WHAT YOU NEED TO KNOW ABOUT THE SUBCLAVIAN ARTERY
We have two subclavian arteries that generate blood flow for our arms. The two subclavian arteries run to the vertebrae arteries, transporting blood from the base of the neck to the brain. Located under the clavicle, the right subclavian artery runs from the brachiocephalic trunk. The left subclavian artery connects to the arch section of the aorta artery. Hardening of the subclavian arteries can eventually create symptoms that include fatigue and tingling of the arms.
SUBCLAVIAN ARTERY STENOSIS
The experienced team of heart experts who work with Dr. Chadda typically suspect the presence of subclavian artery stenosis by recording abnormally high blood pressure differences between the arms. A difference in arm blood pressure that exceeds 20mmHg indicates stenosis in the arm producing the higher blood pressure. In addition to fatigue and tingling of an arm, subclavian artery stenosis can also cause vertigo and create a bluish hue on one or more fingers of the affected arm.

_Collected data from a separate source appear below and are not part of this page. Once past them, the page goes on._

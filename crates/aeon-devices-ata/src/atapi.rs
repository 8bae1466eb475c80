//! ATAPI packet framing: the SCSI-style command descriptor block tunneled
//! through the PACKET command, plus the sense machinery drivers report
//! errors with.

/// ATAPI packets on this hardware are always 12 bytes [8.23].
pub const PACKET_LEN: usize = 12;

/// ATAPI media sector size (Mode 1 / ISO user data).
pub const ATAPI_SECTOR_SIZE: usize = 2048;

// SCSI operation codes (the MMC subset console firmware issues).
pub const OP_TEST_UNIT_READY: u8 = 0x00;
pub const OP_REQUEST_SENSE: u8 = 0x03;
pub const OP_INQUIRY: u8 = 0x12;
pub const OP_START_STOP_UNIT: u8 = 0x1B;
pub const OP_PREVENT_ALLOW_REMOVAL: u8 = 0x1E;
pub const OP_READ_CAPACITY: u8 = 0x25;
pub const OP_READ_10: u8 = 0x28;
pub const OP_READ_TOC: u8 = 0x43;
pub const OP_MODE_SENSE_10: u8 = 0x5A;
pub const OP_READ_12: u8 = 0xA8;

// Sense keys.
pub const SENSE_NO_SENSE: u8 = 0x00;
pub const SENSE_NOT_READY: u8 = 0x02;
pub const SENSE_ILLEGAL_REQUEST: u8 = 0x05;
pub const SENSE_UNIT_ATTENTION: u8 = 0x06;

// Additional sense codes.
pub const ASC_INVALID_COMMAND: u8 = 0x20;
pub const ASC_LBA_OUT_OF_RANGE: u8 = 0x21;
pub const ASC_INVALID_FIELD_IN_CDB: u8 = 0x24;
pub const ASC_MEDIUM_CHANGED: u8 = 0x28;
pub const ASC_MEDIUM_NOT_PRESENT: u8 = 0x3A;

/// Direction of a packet's data phase.
#[derive(Debug, Clone, Copy, PartialEq, Eq)]
pub enum TransferKind {
    NonData,
    DataIn,
    DataOut,
}

#[derive(Debug, Clone, Copy, PartialEq, Eq)]
pub struct Sense {
    pub key: u8,
    pub asc: u8,
    pub ascq: u8,
}

impl Sense {
    pub fn ok() -> Self {
        Self {
            key: SENSE_NO_SENSE,
            asc: 0,
            ascq: 0,
        }
    }

    pub fn new(key: u8, asc: u8, ascq: u8) -> Self {
        Self { key, asc, ascq }
    }

    pub fn is_ok(&self) -> bool {
        self.key == SENSE_NO_SENSE
    }

    /// Fixed-format sense data block [SPC REQUEST SENSE].
    pub fn fixed_block(&self) -> [u8; 18] {
        let mut data = [0u8; 18];
        data[0] = 0x70; // current errors, fixed format
        data[2] = self.key & 0x0F;
        data[7] = 10; // additional sense length
        data[12] = self.asc;
        data[13] = self.ascq;
        data
    }
}

/// A decoded packet: the raw CDB plus the transfer framing the command object
/// needs, and the sense outcome the driver fills in.
#[derive(Debug, Clone)]
pub struct PacketInfo {
    pub cdb: [u8; PACKET_LEN],
    pub kind: TransferKind,
    /// Total bytes the data phase moves (0 for non-data packets). For
    /// allocation-length commands this is the guest's allocation length; the
    /// driver may produce fewer bytes.
    pub transfer_len: u32,
    pub sense: Sense,
}

impl PacketInfo {
    pub fn decode(cdb: [u8; PACKET_LEN]) -> Self {
        let (kind, transfer_len) = match cdb[0] {
            OP_TEST_UNIT_READY | OP_START_STOP_UNIT | OP_PREVENT_ALLOW_REMOVAL => {
                (TransferKind::NonData, 0)
            }
            OP_REQUEST_SENSE | OP_INQUIRY => (TransferKind::DataIn, cdb[4] as u32),
            OP_MODE_SENSE_10 | OP_READ_TOC => (
                TransferKind::DataIn,
                u16::from_be_bytes([cdb[7], cdb[8]]) as u32,
            ),
            OP_READ_CAPACITY => (TransferKind::DataIn, 8),
            OP_READ_10 => {
                let blocks = u16::from_be_bytes([cdb[7], cdb[8]]) as u32;
                (
                    TransferKind::DataIn,
                    blocks.saturating_mul(ATAPI_SECTOR_SIZE as u32),
                )
            }
            OP_READ_12 => {
                let blocks = u32::from_be_bytes([cdb[6], cdb[7], cdb[8], cdb[9]]);
                (
                    TransferKind::DataIn,
                    blocks.saturating_mul(ATAPI_SECTOR_SIZE as u32),
                )
            }
            // Unknown opcodes carry no data phase; validation rejects them.
            _ => (TransferKind::NonData, 0),
        };

        Self {
            cdb,
            kind,
            transfer_len,
            sense: Sense::ok(),
        }
    }

    pub fn opcode(&self) -> u8 {
        self.cdb[0]
    }

    pub fn set_sense(&mut self, key: u8, asc: u8, ascq: u8) {
        self.sense = Sense::new(key, asc, ascq);
    }

    /// LBA field of READ(10)/READ(12)-shaped CDBs.
    pub fn lba(&self) -> u32 {
        u32::from_be_bytes([self.cdb[2], self.cdb[3], self.cdb[4], self.cdb[5]])
    }
}

#[cfg(test)]
mod tests {
    use super::*;

    fn cdb(op: u8) -> [u8; PACKET_LEN] {
        let mut c = [0u8; PACKET_LEN];
        c[0] = op;
        c
    }

    #[test]
    fn read_10_frames_block_transfer() {
        let mut c = cdb(OP_READ_10);
        c[2..6].copy_from_slice(&16u32.to_be_bytes());
        c[7..9].copy_from_slice(&3u16.to_be_bytes());
        let info = PacketInfo::decode(c);
        assert_eq!(info.kind, TransferKind::DataIn);
        assert_eq!(info.transfer_len, 3 * ATAPI_SECTOR_SIZE as u32);
        assert_eq!(info.lba(), 16);
    }

    #[test]
    fn request_sense_uses_allocation_length() {
        let mut c = cdb(OP_REQUEST_SENSE);
        c[4] = 18;
        let info = PacketInfo::decode(c);
        assert_eq!(info.kind, TransferKind::DataIn);
        assert_eq!(info.transfer_len, 18);
    }

    #[test]
    fn test_unit_ready_is_non_data() {
        let info = PacketInfo::decode(cdb(OP_TEST_UNIT_READY));
        assert_eq!(info.kind, TransferKind::NonData);
        assert_eq!(info.transfer_len, 0);
    }

    #[test]
    fn fixed_sense_block_layout() {
        let sense = Sense::new(SENSE_NOT_READY, ASC_MEDIUM_NOT_PRESENT, 0);
        let block = sense.fixed_block();
        assert_eq!(block[0], 0x70);
        assert_eq!(block[2], SENSE_NOT_READY);
        assert_eq!(block[12], ASC_MEDIUM_NOT_PRESENT);
    }
}
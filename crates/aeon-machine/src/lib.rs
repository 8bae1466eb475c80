//! Console machine assembly: wires the two IDE channels to their legacy port
//! ranges and IRQ lines, and hosts the CPU core selected at startup.

#![forbid(unsafe_code)]

pub mod cpu;
pub mod irq;
pub mod machine;

pub use cpu::{available_cores, CpuCore, CpuCoreInfo};
pub use irq::IrqRouter;
pub use machine::{ConsoleModel, Machine, MachineError};
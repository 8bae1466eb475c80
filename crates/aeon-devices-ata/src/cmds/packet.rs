//! PACKET (A0h) [8.23]: carries a 12-byte SCSI command descriptor block to a
//! packet device, then runs its data phase over PIO bursts or DMA.
//!
//! The Features register bit 0, latched when the command is issued, selects
//! DMA for the data phase. In PIO the byte count limit registers bound each
//! burst and the interrupt reason bits (CoD/IO in the Sector Count register)
//! tell the host which phase the device is in.

use crate::atapi::{PacketInfo, TransferKind, PACKET_LEN, SENSE_ILLEGAL_REQUEST};
use crate::cmds::{AtaCommand, CmdEnv, DataBuffer, DmaTransfer};
use crate::regs::{ErrorBits, Status};

/// Upper bound on a single packet's data phase; larger requests are refused
/// as malformed rather than allocated.
const MAX_TRANSFER_BYTES: u32 = 4 << 20;

enum Phase {
    AwaitCdb(DataBuffer),
    PioIn {
        stage: DataBuffer,
        burst_remaining: usize,
    },
    DmaIn {
        stage: DataBuffer,
    },
    PioOut {
        info: PacketInfo,
        buf: DataBuffer,
    },
    DmaOut {
        info: PacketInfo,
        buf: DataBuffer,
    },
    Done,
}

pub struct Packet {
    phase: Phase,
    dma: bool,
    limit: u16,
}

impl Packet {
    pub fn new() -> Self {
        Self {
            phase: Phase::AwaitCdb(DataBuffer::expecting(PACKET_LEN)),
            dma: false,
            limit: 0,
        }
    }

    fn fail(&mut self, env: &mut CmdEnv<'_>, sense_key: u8) {
        env.abort_packet(sense_key);
        self.phase = Phase::Done;
    }

    fn finish(&mut self, env: &mut CmdEnv<'_>) {
        env.regs.set_interrupt_reason(true, true);
        env.complete();
        self.phase = Phase::Done;
    }

    /// Open the next PIO-in burst: publish its size in the byte count
    /// registers and interrupt the host.
    fn start_pio_in_burst(&self, env: &mut CmdEnv<'_>, remaining: usize) -> usize {
        let burst = remaining.min(self.limit as usize);
        env.regs.set_byte_count(burst as u16);
        env.regs.set_interrupt_reason(false, true);
        env.data_ready();
        burst
    }

    fn dispatch(&mut self, env: &mut CmdEnv<'_>, cdb: [u8; PACKET_LEN]) {
        let mut info = PacketInfo::decode(cdb);
        if info.transfer_len > MAX_TRANSFER_BYTES {
            self.fail(env, SENSE_ILLEGAL_REQUEST);
            return;
        }
        if !env.device.driver_mut().validate_atapi_packet(&mut info) {
            self.fail(env, info.sense.key);
            return;
        }
        match info.kind {
            TransferKind::NonData => {
                if env.device.driver_mut().process_atapi_non_data(&mut info) {
                    self.finish(env);
                } else {
                    self.fail(env, info.sense.key);
                }
            }
            TransferKind::DataIn => {
                let mut buf = vec![0u8; info.transfer_len as usize];
                let Some(produced) = env
                    .device
                    .driver_mut()
                    .process_atapi_data_read(&mut info, &mut buf)
                else {
                    self.fail(env, info.sense.key);
                    return;
                };
                let mut stage = DataBuffer::from_vec(buf);
                stage.truncate(produced as usize);
                if stage.is_exhausted() {
                    self.finish(env);
                } else if self.dma {
                    env.regs.set_interrupt_reason(false, true);
                    env.regs.set_status(Status::DRQ, Status::BSY);
                    self.phase = Phase::DmaIn { stage };
                } else {
                    let burst = self.start_pio_in_burst(env, stage.remaining());
                    self.phase = Phase::PioIn {
                        stage,
                        burst_remaining: burst,
                    };
                }
            }
            TransferKind::DataOut => {
                if info.transfer_len == 0 {
                    if env.device.driver_mut().process_atapi_data_write(&mut info, &[]) {
                        self.finish(env);
                    } else {
                        self.fail(env, info.sense.key);
                    }
                    return;
                }
                let buf = DataBuffer::expecting(info.transfer_len as usize);
                if self.dma {
                    env.regs.set_interrupt_reason(false, false);
                    env.regs.set_status(Status::DRQ, Status::BSY);
                    self.phase = Phase::DmaOut { info, buf };
                } else {
                    let burst = buf.remaining().min(self.limit as usize);
                    env.regs.set_byte_count(burst as u16);
                    env.regs.set_interrupt_reason(false, false);
                    env.data_ready();
                    self.phase = Phase::PioOut { info, buf };
                }
            }
        }
    }
}

impl Default for Packet {
    fn default() -> Self {
        Self::new()
    }
}

impl AtaCommand for Packet {
    fn begin(&mut self, env: &mut CmdEnv<'_>) {
        if !env.device.is_packet_device() {
            env.abort(ErrorBits::ABRT);
            self.phase = Phase::Done;
            return;
        }
        self.dma = (env.regs.features & 0x01) != 0;
        // FFFFh is reserved as a byte count limit [8.23.4]; devices run the
        // burst as FFFEh.
        self.limit = env.regs.byte_count_limit().min(0xFFFE);
        if !self.dma && self.limit == 0 {
            // PIO data phases need a nonzero burst bound [8.23.4].
            env.abort(ErrorBits::ABRT);
            self.phase = Phase::Done;
            return;
        }
        // Command phase: CoD set, IO clear; DRQ invites the CDB bytes.
        env.regs.set_interrupt_reason(true, false);
        env.await_host_data();
    }

    fn write_data(&mut self, env: &mut CmdEnv<'_>, data: &[u8]) {
        match std::mem::replace(&mut self.phase, Phase::Done) {
            Phase::AwaitCdb(mut cdb) => {
                cdb.write(data);
                if cdb.is_exhausted() {
                    let mut bytes = [0u8; PACKET_LEN];
                    bytes.copy_from_slice(cdb.as_slice());
                    self.dispatch(env, bytes);
                } else {
                    self.phase = Phase::AwaitCdb(cdb);
                }
            }
            Phase::PioOut { mut info, mut buf } => {
                buf.write(data);
                if buf.is_exhausted() {
                    if env
                        .device
                        .driver_mut()
                        .process_atapi_data_write(&mut info, buf.as_slice())
                    {
                        self.finish(env);
                    } else {
                        self.fail(env, info.sense.key);
                    }
                } else {
                    self.phase = Phase::PioOut { info, buf };
                }
            }
            other => self.phase = other,
        }
    }

    fn read_data(&mut self, env: &mut CmdEnv<'_>, out: &mut [u8]) {
        match std::mem::replace(&mut self.phase, Phase::Done) {
            Phase::PioIn {
                mut stage,
                mut burst_remaining,
            } => {
                let take = out.len().min(burst_remaining);
                burst_remaining -= stage.read(&mut out[..take]);
                if stage.is_exhausted() {
                    self.finish(env);
                } else if burst_remaining == 0 {
                    let burst = self.start_pio_in_burst(env, stage.remaining());
                    self.phase = Phase::PioIn {
                        stage,
                        burst_remaining: burst,
                    };
                } else {
                    self.phase = Phase::PioIn {
                        stage,
                        burst_remaining,
                    };
                }
            }
            other => self.phase = other,
        }
    }

    fn read_dma(&mut self, env: &mut CmdEnv<'_>, out: &mut [u8]) -> DmaTransfer {
        match std::mem::replace(&mut self.phase, Phase::Done) {
            Phase::DmaIn { mut stage } => {
                stage.read(out);
                if stage.is_exhausted() {
                    self.finish(env);
                    DmaTransfer::End
                } else {
                    self.phase = Phase::DmaIn { stage };
                    DmaTransfer::Ok
                }
            }
            _ => {
                env.abort(ErrorBits::ABRT);
                DmaTransfer::Error
            }
        }
    }

    fn write_dma(&mut self, env: &mut CmdEnv<'_>, data: &[u8]) -> DmaTransfer {
        match std::mem::replace(&mut self.phase, Phase::Done) {
            Phase::DmaOut { mut info, mut buf } => {
                buf.write(data);
                if buf.is_exhausted() {
                    if env
                        .device
                        .driver_mut()
                        .process_atapi_data_write(&mut info, buf.as_slice())
                    {
                        self.finish(env);
                        DmaTransfer::End
                    } else {
                        self.fail(env, info.sense.key);
                        DmaTransfer::Error
                    }
                } else {
                    self.phase = Phase::DmaOut { info, buf };
                    DmaTransfer::Ok
                }
            }
            _ => {
                env.abort(ErrorBits::ABRT);
                DmaTransfer::Error
            }
        }
    }

    fn is_finished(&self) -> bool {
        matches!(self.phase, Phase::Done)
    }
}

EXPERTS AT SUBCLAVIAN ARTERY STENTING
Dr. Nader Chadda and his team of cardiovascular professionals meets with patients before subclavian artery stenting to discuss fasting before the medical procedure, as well as the recommendation to stop taking certain medications, especially blood thinners. We will explain the procedure, including how much time you can expect to take for a full recovery. The procedure involves the surgeon making a small incision near the area of subclavian artery stenosis. Then, we thread a very thin tube called a catheter that secures a stent through the incision area towards the arm arteries that have experienced the accumulation of plaque.